═══ Data ═══

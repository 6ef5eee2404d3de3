use std::collections::HashMap;
use std::sync::Mutex;
use std::time::{Duration, Instant};

/// Fixed-window counter keyed by client identifier. Best-effort: counters
/// live in process memory and reset on restart, which is acceptable for
/// throttling the auth endpoints.
pub(crate) struct RateLimiter {
    limit: u64,
    window: Duration,
    counters: Mutex<HashMap<String, Window>>,
}

struct Window {
    started_at: Instant,
    count: u64,
}

impl RateLimiter {
    pub(crate) fn new(limit: u64, window: Duration) -> Self {
        Self { limit, window, counters: Mutex::new(HashMap::new()) }
    }

    /// Records one attempt for `key` and reports whether it is still within
    /// the window's budget.
    pub(crate) fn check(&self, key: &str) -> bool {
        let now = Instant::now();
        let mut counters = match self.counters.lock() {
            Ok(guard) => guard,
            // A poisoned lock means another thread panicked mid-update;
            // failing open keeps auth available.
            Err(poisoned) => poisoned.into_inner(),
        };

        let window = counters
            .entry(key.to_string())
            .or_insert_with(|| Window { started_at: now, count: 0 });

        if now.duration_since(window.started_at) >= self.window {
            window.started_at = now;
            window.count = 0;
        }

        window.count += 1;
        window.count <= self.limit
    }
}
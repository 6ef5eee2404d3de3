use serde::{Deserialize, Serialize};
use validator::Validate;

use crate::core::time::format_primitive;
use crate::db::types::UserRole;

#[derive(Debug, Deserialize, Validate)]
pub(crate) struct UserCreate {
    #[validate(length(min = 1, max = 200))]
    pub(crate) name: String,
    #[validate(email)]
    pub(crate) email: String,
    pub(crate) password: String,
    /// Free-form on the wire; only exactly "student" or "teacher" is honored.
    #[serde(default)]
    #[serde(alias = "requestedRole")]
    pub(crate) requested_role: Option<String>,
}

#[derive(Debug, Deserialize)]
pub(crate) struct UserLogin {
    pub(crate) email: String,
    pub(crate) password: String,
}

#[derive(Debug, Deserialize)]
pub(crate) struct RoleUpdate {
    pub(crate) role: String,
}

#[derive(Debug, Serialize)]
pub(crate) struct UserResponse {
    pub(crate) id: String,
    pub(crate) name: String,
    pub(crate) email: String,
    pub(crate) role: UserRole,
    pub(crate) created_at: String,
}

impl UserResponse {
    pub(crate) fn from_db(user: crate::db::models::User) -> Self {
        Self {
            id: user.id,
            name: user.name,
            email: user.email,
            role: user.role,
            created_at: format_primitive(user.created_at),
        }
    }
}

#[cfg(test)]
mod tests {
    use super::*;
    use validator::Validate;

    #[test]
    fn user_create_rejects_bad_email() {
        let payload = UserCreate {
            name: "Maria".to_string(),
            email: "not-an-email".to_string(),
            password: "secret-pass".to_string(),
            requested_role: None,
        };
        assert!(payload.validate().is_err());
    }

    #[test]
    fn user_create_accepts_camel_case_role_alias() {
        let payload: UserCreate = serde_json::from_value(serde_json::json!({
            "name": "Maria",
            "email": "maria@escola.br",
            "password": "secret-pass",
            "requestedRole": "teacher"
        }))
        .expect("payload");
        assert_eq!(payload.requested_role.as_deref(), Some("teacher"));
    }
}
use sqlx::types::Json;
use sqlx::PgPool;
use time::PrimitiveDateTime;

use crate::db::models::{GradedAnswer, StudentSubmission};

const COLUMNS: &str = "id, assessment_id, student_name, identity_id, answers, created_at";

pub(crate) struct CreateSubmission<'a> {
    pub id: &'a str,
    pub assessment_id: &'a str,
    pub student_name: &'a str,
    pub identity_id: Option<&'a str>,
    pub answers: Vec<GradedAnswer>,
    pub created_at: PrimitiveDateTime,
}

pub(crate) async fn create(
    pool: &PgPool,
    params: CreateSubmission<'_>,
) -> Result<StudentSubmission, sqlx::Error> {
    sqlx::query_as::<_, StudentSubmission>(&format!(
        "INSERT INTO student_submissions
            (id, assessment_id, student_name, identity_id, answers, created_at)
         VALUES ($1,$2,$3,$4,$5,$6)
         RETURNING {COLUMNS}",
    ))
    .bind(params.id)
    .bind(params.assessment_id)
    .bind(params.student_name)
    .bind(params.identity_id)
    .bind(Json(params.answers))
    .bind(params.created_at)
    .fetch_one(pool)
    .await
}

pub(crate) async fn list_by_assessment(
    pool: &PgPool,
    assessment_id: &str,
) -> Result<Vec<StudentSubmission>, sqlx::Error> {
    sqlx::query_as::<_, StudentSubmission>(&format!(
        "SELECT {COLUMNS} FROM student_submissions
         WHERE assessment_id = $1
         ORDER BY created_at DESC",
    ))
    .bind(assessment_id)
    .fetch_all(pool)
    .await
}
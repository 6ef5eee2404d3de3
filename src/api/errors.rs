use axum::http::{header, HeaderValue, StatusCode};
use axum::response::{IntoResponse, Response};
use axum::Json;
use serde::Serialize;

#[derive(Debug, Serialize)]
struct ErrorResponse {
    status: u16,
    detail: String,
}

#[derive(Debug)]
pub(crate) enum ApiError {
    Unauthorized(&'static str),
    Forbidden(&'static str),
    BadRequest(String),
    NotFound(String),
    Conflict(String),
    TooManyRequests(&'static str),
    Internal(String),
}

impl ApiError {
    /// Log the underlying error with context and return an `Internal` variant.
    pub(crate) fn internal(err: impl std::fmt::Display, context: &str) -> Self {
        tracing::error!(error = %err, "{context}");
        Self::Internal(context.to_string())
    }
}

impl IntoResponse for ApiError {
    fn into_response(self) -> Response {
        match self {
            ApiError::Unauthorized(message) => {
                let status = StatusCode::UNAUTHORIZED;
                let mut response = (
                    status,
                    Json(ErrorResponse { status: status.as_u16(), detail: message.to_string() }),
                )
                    .into_response();
                response
                    .headers_mut()
                    .insert(header::WWW_AUTHENTICATE, HeaderValue::from_static("Bearer"));
                response
            }
            ApiError::Forbidden(message) => {
                let status = StatusCode::FORBIDDEN;
                (
                    status,
                    Json(ErrorResponse { status: status.as_u16(), detail: message.to_string() }),
                )
                    .into_response()
            }
            ApiError::BadRequest(message) => {
                let status = StatusCode::BAD_REQUEST;
                (status, Json(ErrorResponse { status: status.as_u16(), detail: message }))
                    .into_response()
            }
            ApiError::NotFound(message) => {
                let status = StatusCode::NOT_FOUND;
                (status, Json(ErrorResponse { status: status.as_u16(), detail: message }))
                    .into_response()
            }
            ApiError::Conflict(message) => {
                let status = StatusCode::CONFLICT;
                (status, Json(ErrorResponse { status: status.as_u16(), detail: message }))
                    .into_response()
            }
            ApiError::TooManyRequests(message) => {
                let status = StatusCode::TOO_MANY_REQUESTS;
                (
                    status,
                    Json(ErrorResponse { status: status.as_u16(), detail: message.to_string() }),
                )
                    .into_response()
            }
            ApiError::Internal(message) => {
                tracing::error!(error = %message, "Internal server error");
                let status = StatusCode::INTERNAL_SERVER_ERROR;
                (status, Json(ErrorResponse { status: status.as_u16(), detail: message }))
                    .into_response()
            }
        }
    }
}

═══

# Problem statement
Only the number is wanted: how many lines above include the word "types"?

# Reply to the exercise
2